RECORDS SUPPLIED:
use std::sync::Arc;
use std::time::Duration;

use k8s_openapi::api::core::v1::Pod;
use kube::ResourceExt;
use tracing::debug;
use tracing::info;
use tracing::warn;

use crate::k8s::client::ClusterApi;
use crate::util::poll_until;

pub(crate) const READY_POLL_INTERVAL: Duration = Duration::from_secs(5);

/// Polls pod status until every pod of a job is Running and Ready.
#[derive(Clone)]
pub struct PodReadinessPoller {
    api: Arc<dyn ClusterApi>,
    interval: Duration,
}

impl PodReadinessPoller {
    pub fn new(api: Arc<dyn ClusterApi>) -> Self {
        Self {
            api,
            interval: READY_POLL_INTERVAL,
        }
    }

    /// Wait until at least one pod whose name contains `name_prefix` exists and
    /// all of them are ready at the same tick.
    ///
    /// Returns `false` on timeout. A failed list call counts as a non-ready tick.
    #[tracing::instrument(skip(self))]
    pub async fn wait_ready(&self, namespace: &str, name_prefix: &str, timeout: Duration) -> bool {
        let api = &self.api;
        let ready = poll_until(self.interval, timeout, move || async move {
            let pods = match api.list_pods(namespace).await {
                Ok(pods) => pods,
                Err(e) => {
                    warn!(error = %e, "failed to list pods");
                    return None;
                }
            };
            let matching: Vec<&Pod> = pods
                .iter()
                .filter(|pod| pod.name_any().contains(name_prefix))
                .collect();
            let ready_count = matching.iter().filter(|pod| is_pod_ready(pod)).count();
            debug!(matching = matching.len(), ready = ready_count, "readiness tick");

            (!matching.is_empty() && ready_count == matching.len()).then_some(())
        })
        .await
        .is_some();

        if ready {
            info!("all pods ready");
        } else {
            warn!(?timeout, "pods not ready before timeout");
        }
        ready
    }
}

/// Running, and every `Ready` condition is `True`.
pub(crate) fn is_pod_ready(pod: &Pod) -> bool {
    let Some(status) = pod.status.as_ref() else {
        return false;
    };
    if status.phase.as_deref() != Some("Running") {
        return false;
    }
    status
        .conditions
        .iter()
        .flatten()
        .filter(|condition| condition.type_ == "Ready")
        .all(|condition| condition.status == "True")
}

#[cfg(test)]
mod tests {
    use test_log::test;

    use super::*;
    use crate::k8s::mock::pod;
    use crate::k8s::mock::MockClusterApi;

    const TIMEOUT: Duration = Duration::from_secs(30);

    fn poller(api: &Arc<MockClusterApi>) -> PodReadinessPoller {
        PodReadinessPoller::new(api.clone())
    }

    #[test]
    fn readiness_requires_running_and_ready() {
        assert!(is_pod_ready(&pod("a", "Running", "True")));
        assert!(!is_pod_ready(&pod("a", "Running", "False")));
        assert!(!is_pod_ready(&pod("a", "Pending", "True")));
        assert!(!is_pod_ready(&Pod::default()));
    }

    #[test(tokio::test(start_paused = true))]
    async fn true_once_all_matching_pods_are_ready() {
        let api = Arc::new(MockClusterApi::new());
        api.push_pods(vec![
            pod("ci-ab12-node-0", "Running", "True"),
            pod("ci-ab12-node-1", "Pending", "False"),
        ]);
        api.push_pods(vec![
            pod("ci-ab12-node-0", "Running", "True"),
            pod("ci-ab12-node-1", "Running", "True"),
            pod("unrelated", "Pending", "False"),
        ]);

        assert!(poller(&api).wait_ready("ci", "ci-ab12", TIMEOUT).await);
    }

    #[test(tokio::test(start_paused = true))]
    async fn false_when_no_pod_matches() {
        let api = Arc::new(MockClusterApi::new());
        api.push_pods(vec![pod("other-0", "Running", "True")]);

        assert!(!poller(&api).wait_ready("ci", "ci-ab12", TIMEOUT).await);
    }

    #[test(tokio::test(start_paused = true))]
    async fn false_when_one_pod_stays_unready() {
        let api = Arc::new(MockClusterApi::new());
        api.push_pods(vec![
            pod("ci-ab12-node-0", "Running", "True"),
            pod("ci-ab12-node-1", "Running", "False"),
        ]);

        assert!(!poller(&api).wait_ready("ci", "ci-ab12", TIMEOUT).await);
    }
}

THE TASK: The answer should reproduce all of the data without any alteration.

SOLUTION FOR THIS TASK:
use std::sync::Arc;
use std::time::Duration;

use k8s_openapi::api::core::v1::Pod;
use kube::ResourceExt;
use tracing::debug;
use tracing::info;
use tracing::warn;

use crate::k8s::client::ClusterApi;
use crate::util::poll_until;

pub(crate) const READY_POLL_INTERVAL: Duration = Duration::from_secs(5);

/// Polls pod status until every pod of a job is Running and Ready.
#[derive(Clone)]
pub struct PodReadinessPoller {
    api: Arc<dyn ClusterApi>,
    interval: Duration,
}

impl PodReadinessPoller {
    pub fn new(api: Arc<dyn ClusterApi>) -> Self {
        Self {
            api,
            interval: READY_POLL_INTERVAL,
        }
    }

    /// Wait until at least one pod whose name contains `name_prefix` exists and
    /// all of them are ready at the same tick.
    ///
    /// Returns `false` on timeout. A failed list call counts as a non-ready tick.
    #[tracing::instrument(skip(self))]
    pub async fn wait_ready(&self, namespace: &str, name_prefix: &str, timeout: Duration) -> bool {
        let api = &self.api;
        let ready = poll_until(self.interval, timeout, move || async move {
            let pods = match api.list_pods(namespace).await {
                Ok(pods) => pods,
                Err(e) => {
                    warn!(error = %e, "failed to list pods");
                    return None;
                }
            };
            let matching: Vec<&Pod> = pods
                .iter()
                .filter(|pod| pod.name_any().contains(name_prefix))
                .collect();
            let ready_count = matching.iter().filter(|pod| is_pod_ready(pod)).count();
            debug!(matching = matching.len(), ready = ready_count, "readiness tick");

            (!matching.is_empty() && ready_count == matching.len()).then_some(())
        })
        .await
        .is_some();

        if ready {
            info!("all pods ready");
        } else {
            warn!(?timeout, "pods not ready before timeout");
        }
        ready
    }
}

/// Running, and every `Ready` condition is `True`.
pub(crate) fn is_pod_ready(pod: &Pod) -> bool {
    let Some(status) = pod.status.as_ref() else {
        return false;
    };
    if status.phase.as_deref() != Some("Running") {
        return false;
    }
    status
        .conditions
        .iter()
        .flatten()
        .filter(|condition| condition.type_ == "Ready")
        .all(|condition| condition.status == "True")
}

#[cfg(test)]
mod tests {
    use test_log::test;

    use super::*;
    use crate::k8s::mock::pod;
    use crate::k8s::mock::MockClusterApi;

    const TIMEOUT: Duration = Duration::from_secs(30);

    fn poller(api: &Arc<MockClusterApi>) -> PodReadinessPoller {
        PodReadinessPoller::new(api.clone())
    }

    #[test]
    fn readiness_requires_running_and_ready() {
        assert!(is_pod_ready(&pod("a", "Running", "True")));
        assert!(!is_pod_ready(&pod("a", "Running", "False")));
        assert!(!is_pod_ready(&pod("a", "Pending", "True")));
        assert!(!is_pod_ready(&Pod::default()));
    }

    #[test(tokio::test(start_paused = true))]
    async fn true_once_all_matching_pods_are_ready() {
        let api = Arc::new(MockClusterApi::new());
        api.push_pods(vec![
            pod("ci-ab12-node-0", "Running", "True"),
            pod("ci-ab12-node-1", "Pending", "False"),
        ]);
        api.push_pods(vec![
            pod("ci-ab12-node-0", "Running", "True"),
            pod("ci-ab12-node-1", "Running", "True"),
            pod("unrelated", "Pending", "False"),
        ]);

        assert!(poller(&api).wait_ready("ci", "ci-ab12", TIMEOUT).await);
    }

    #[test(tokio::test(start_paused = true))]
    async fn false_when_no_pod_matches() {
        let api = Arc::new(MockClusterApi::new());
        api.push_pods(vec![pod("other-0", "Running", "True")]);

        assert!(!poller(&api).wait_ready("ci", "ci-ab12", TIMEOUT).await);
    }

    #[test(tokio::test(start_paused = true))]
    async fn false_when_one_pod_stays_unready() {
        let api = Arc::new(MockClusterApi::new());
        api.push_pods(vec![
            pod("ci-ab12-node-0", "Running", "True"),
            pod("ci-ab12-node-1", "Running", "False"),
        ]);

        assert!(!poller(&api).wait_ready("ci", "ci-ab12", TIMEOUT).await);
    }
}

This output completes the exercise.